We conclude that plaintiff possessed a right to the funds in his account that afforded the trial court subject-matter jurisdiction to review administrative decisions affecting the loss of that right. See Const. 1963, art. 6, § 28. Although plaintiff was not found guilty of Class I misconduct, the sanctions nonetheless resulted in the permanent deprivation of property. Unlike the prisoner in Martin, his property was not merely removed from his cell and returned to his home; moreover, he was not subject to the mere loss or suspension of privileges that we have found to be unreviewable. Our decision in Martin resulted not merely from the label given to the misconduct charge but was informed by the generally transitory nature of the sanctions for minor misconducts and the absence in that case of any deprivation of constitutional rights. Martin, 214 Mich. App. at 411, 414, 542 N.W.2d 884 (noting that judicial review of an administrative decision may be precluded “where constitutional rights are not implicated” and concluding that the minor misconduct charge at issue “ ‘did not affect private rights or licenses’ ”), quoting Const. 1963, art. 6, § 28.6 Consequently, we conclude that the trial court erred by applying the major-minor conduct distinction too formulaically and without consideration of the constitutional issues presented.
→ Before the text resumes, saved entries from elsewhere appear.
/// Convert a host position to whole milliseconds. NaN is rejected;
/// negative positions clamp to zero.
fn to_position_ms(position_ms: f64) -> Option<u64> {
    if position_ms.is_nan() {
        return None;
    }
    // `as` saturates, so +inf maps to u64::MAX
    Some(position_ms.max(0.0).floor() as u64)
}

/// Lyric sync state machine
#[derive(Debug, Clone)]
pub struct SyncController {
    lyrics: LyricSet,
    state: PlaybackState,
    sync_state: SyncState,
    tail_policy: TailPolicy,
}

impl Default for SyncController {
    fn default() -> Self {
        Self::new()
    }
}
//! Lyrics data types
//!
//! A parsed [`LyricSet`] is immutable once built; a new lyric text always
//! produces a fresh set.

use std::collections::BTreeMap;

use serde::{Deserialize, Serialize};

/// Lyrics format enum
#[derive(Debug, Clone, Copy, PartialEq, Eq, Hash, Default, Serialize, Deserialize)]
#[serde(rename_all = "snake_case")]
pub enum LyricsFormat {
    /// Standard LRC format [mm:ss.xx]text
    Lrc,
    /// SubRip subtitles (numbered blocks with time ranges)
    Srt,
    /// Untimed text
    #[default]
    Plain,
}

impl LyricsFormat {
    /// Guess the format from a file extension (`lrc`, `srt`, `txt`)
    pub fn from_extension(ext: &str) -> Option<Self> {
        match ext.to_ascii_lowercase().as_str() {
            "lrc" => Some(Self::Lrc),
            "srt" => Some(Self::Srt),
            "txt" => Some(Self::Plain),
            _ => None,
        }
    }

    /// File extension used when writing this format
    pub fn extension(&self) -> &'static str {
        match self {
            Self::Lrc => "lrc",
            Self::Srt => "srt",
            Self::Plain => "txt",
        }
    }

    /// Whether this format carries per-line timing
    pub fn is_timed(&self) -> bool {
        !matches!(self, Self::Plain)
    }
}

impl std::fmt::Display for LyricsFormat {
    fn fmt(&self, f: &mut std::fmt::Formatter<'_>) -> std::fmt::Result {
        match self {
            LyricsFormat::Lrc => write!(f, "LRC"),
            LyricsFormat::Srt => write!(f, "SRT"),
            LyricsFormat::Plain => write!(f, "PLAIN"),
        }
    }
}

/// A single timed lyric line
#[derive(Debug, Clone, PartialEq, Eq, Default, Serialize, Deserialize)]
#[serde(rename_all = "camelCase")]
pub struct LyricEntry {
    /// When this line becomes active, in milliseconds
    pub start_time_ms: u64,
    /// When it stops being active; `None` means until superseded
    #[serde(default)]
    pub end_time_ms: Option<u64>,
    /// Line text, possibly empty for an instrumental gap
    #[serde(default)]
    pub text: String,
}

impl LyricEntry {
    pub fn new(start_time_ms: u64, text: impl Into<String>) -> Self {
        Self {
            start_time_ms,
            end_time_ms: None,
            text: text.into(),
        }
    }

    pub fn with_end(mut self, end_time_ms: u64) -> Self {
        self.end_time_ms = Some(end_time_ms);
        self
    }

    /// Check whether `position_ms` falls inside `[start, end)`.
    /// An open end always contains positions after the start.
    pub fn contains(&self, position_ms: u64) -> bool {
        position_ms >= self.start_time_ms
            && self.end_time_ms.is_none_or(|end| position_ms < end)
    }

    /// Length of the explicit interval, if any
    pub fn duration_ms(&self) -> Option<u64> {
        self.end_time_ms
            .map(|end| end.saturating_sub(self.start_time_ms))
    }
}

/// ID tags collected from an LRC header (`[ti:...]`, `[ar:...]`, `[offset:...]`)
#[derive(Debug, Clone, PartialEq, Eq, Default, Serialize, Deserialize)]
#[serde(rename_all = "camelCase")]
pub struct LyricMetadata {
    #[serde(default, skip_serializing_if = "Option::is_none")]
    pub title: Option<String>,
    #[serde(default, skip_serializing_if = "Option::is_none")]
    pub artist: Option<String>,
    #[serde(default, skip_serializing_if = "Option::is_none")]
    pub album: Option<String>,
    #[serde(default, skip_serializing_if = "Option::is_none")]
    pub author: Option<String>,
    /// Global timing adjustment; positive values show lyrics earlier
    #[serde(default)]
    pub offset_ms: i64,
    /// Any other tag, keyed by its lowercase name
    #[serde(default, skip_serializing_if = "BTreeMap::is_empty")]
    pub extra: BTreeMap<String, String>,
}

impl LyricMetadata {
    pub fn is_empty(&self) -> bool {
        self.title.is_none()
            && self.artist.is_none()
            && self.album.is_none()
            && self.author.is_none()
            && self.offset_ms == 0
            && self.extra.is_empty()
    }

    /// Record one ID tag. Returns `false` for keys that are not tags.
    pub(crate) fn insert(&mut self, key: &str, value: &str) -> bool {
        let key = key.trim().to_ascii_lowercase();
        let value = value.trim().to_string();
        match key.as_str() {
            "ti" => self.title = Some(value),
            "ar" => self.artist = Some(value),
            "al" => self.album = Some(value),
            "by" => self.author = Some(value),
            "offset" => match value.trim_start_matches('+').parse::<i64>() {
                Ok(offset) => self.offset_ms = offset,
                Err(_) => return false,
            },
            _ => {
                if key.is_empty() || !key.chars().all(|c| c.is_ascii_alphabetic()) {
                    return false;
                }
                self.extra.insert(key, value);
            }
        }
        true
    }
}

/// An ordered, immutable set of lyric entries
#[derive(Debug, Clone, PartialEq, Eq, Default, Serialize, Deserialize)]
#[serde(rename_all = "camelCase")]
pub struct LyricSet {
    entries: Vec<LyricEntry>,
    format: LyricsFormat,
    #[serde(default, skip_serializing_if = "LyricMetadata::is_empty")]
    metadata: LyricMetadata,
}

impl LyricSet {
    /// Build a set from raw entries, normalizing their order and end times
    pub fn new(mut entries: Vec<LyricEntry>, format: LyricsFormat) -> Self {
        normalize_entries(&mut entries);
        Self {
            entries,
            format,
            metadata: LyricMetadata::default(),
        }
    }

    /// Empty set; what blank input parses to
    pub fn empty() -> Self {
        Self::default()
    }

    pub(crate) fn with_metadata(mut self, metadata: LyricMetadata) -> Self {
        self.metadata = metadata;
        self
    }

    pub fn entries(&self) -> &[LyricEntry] {
        &self.entries
    }

    pub fn format(&self) -> LyricsFormat {
        self.format
    }

    pub fn metadata(&self) -> &LyricMetadata {
        &self.metadata
    }

    pub fn len(&self) -> usize {
        self.entries.len()
    }

    pub fn is_empty(&self) -> bool {
        self.entries.is_empty()
    }

    pub fn get(&self, index: usize) -> Option<&LyricEntry> {
        self.entries.get(index)
    }

    /// Whether the set carries per-line timing
    pub fn is_timed(&self) -> bool {
        self.format.is_timed() && !self.entries.is_empty()
    }
}

/// Sort entries by start time and fill in open end times.
///
/// The sort is stable so duplicate timestamps keep their input order. An open
/// end becomes the next entry's start when that start is strictly later.
pub fn normalize_entries(entries: &mut [LyricEntry]) {
    entries.sort_by_key(|entry| entry.start_time_ms);

    for i in 0..entries.len() {
        if entries[i].end_time_ms.is_some() {
            continue;
        }
        let start = entries[i].start_time_ms;
        if let Some(next) = entries.get(i + 1) {
            if next.start_time_ms > start {
                entries[i].end_time_ms = Some(next.start_time_ms);
            }
        }
    }
}
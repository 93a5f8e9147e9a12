//! Utility functions

use std::path::PathBuf;

// ============================================================================
// Time Formatting
// ============================================================================

/// Format a position as `mm:ss.cc` (minutes keep counting past the hour)
pub fn format_time(position_ms: u64) -> String {
    let total_secs = position_ms / 1000;
    let centis = (position_ms % 1000) / 10;
    format!("{:02}:{:02}.{:02}", total_secs / 60, total_secs % 60, centis)
}

// ============================================================================
// Path Utilities
// ============================================================================

fn project_dirs() -> Option<directories::ProjectDirs> {
    directories::ProjectDirs::from("com", "lyric-player", "LyricPlayer")
}

/// Get the base data directory for lyric-player
pub fn data_dir() -> PathBuf {
    project_dirs()
        .map(|dirs| dirs.data_dir().to_path_buf())
        .unwrap_or_else(|| PathBuf::from("."))
}

/// Directory lyric files are listed and loaded from
pub fn default_input_dir() -> PathBuf {
    data_dir().join("input")
}

/// Directory saved lyric files are written to
pub fn default_output_dir() -> PathBuf {
    data_dir().join("output")
}

/// Settings file location
pub fn config_file() -> Option<PathBuf> {
    project_dirs().map(|dirs| dirs.config_dir().join("settings.json"))
}
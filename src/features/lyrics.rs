//! Lyrics module - parsing and playback synchronization
//!
//! - `parser`: LRC / SRT / plain text parsing
//! - `timeline`: active-line lookup
//! - `clock`: playback position adapters
//! - `sync`: the sync controller and its notifications

pub mod clock;
pub mod parser;
pub mod sync;
pub mod timeline;

// Re-export commonly used items
pub use clock::{InterpolatedClock, PlaybackClock};
pub use parser::*;
pub use sync::{
    ChangeCause, Notifiable, PlaybackState, SyncController, SyncDriver, SyncNotification,
    SyncState, TailPolicy, TransportEvent,
};
pub use timeline::{binary_search_active, find_active, next_change_ms};
//! Lyric file import module
//!
//! Handles:
//! - Listing lyric files in the input directory
//! - Loading with encoding fallback
//! - Saving with a chosen format and encoding
//! - Validation and change fingerprints

mod encoding;
mod library;

pub use encoding::{
    DEFAULT_ENCODINGS, Decoded, EncodingError, SAVE_ENCODINGS, decode_with_fallback,
    encode_for_save, resolve_label,
};
pub use library::{LibraryEntry, LyricsFileError, LyricsLibrary, PLACEHOLDER};

use std::path::Path;

/// Supported lyric file extensions
pub const LYRICS_EXTENSIONS: &[&str] = &["lrc", "srt", "txt"];

/// Check if a file extension is a supported lyric format
pub fn is_lyrics_file(path: &Path) -> bool {
    path.extension()
        .and_then(|ext| ext.to_str())
        .map(|ext| LYRICS_EXTENSIONS.contains(&ext.to_lowercase().as_str()))
        .unwrap_or(false)
}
For these reasons, we reverse the trial court's order dismissing plaintiff's appeal and remand for further proceedings. We express no opinion regarding the ultimate success or failure of plaintiff's appeal before the trial court, but only conclude that the trial court possessed subject-matter jurisdiction over the appeal.

Reversed and remanded for further proceedings consistent with this opinion. We do not retain jurisdiction.


1.   Jackson v. Dir. of Dep't of Corrections, unpublished order of the Court of Appeals, entered August 22, 2018 (Docket No. 342882).

2.   MDOC states that in accordance with Mich. Admin. Code, R. 791.6639, the funds were confiscated and placed in a prisoner-benefit fund.

3.   See Lakin v. Dep't of Corrections, unpublished per curiam opinion of the Court of Appeals, issued July 19, 2012, 2012 WL 2947906 (Docket No. 305154).

4.   The unpublished decision cited by the trial court related to a loss of privileges; it did not involve a confiscation of property.

5.   Opinions from this Court issued before November 1, 1990, are not binding upon this Court but may be persuasive. See MCR 7.215(J)(1).

6.   We note that plaintiff does not argue specifically that he was denied due process in connection with his loss of privileges for 15 days; nor, under Martin, is that sanction subject to judicial review. Martin, 214 Mich. App. at 408-409, 542 N.W.2d 884. Consequently, on remand, any relief that the trial court may grant to plaintiff would only relate to the confiscation of funds from his prisoner account.

Boonstra, J.

M. J. Kelly, P.J., and Riordan, J., concurred with Boonstra, J.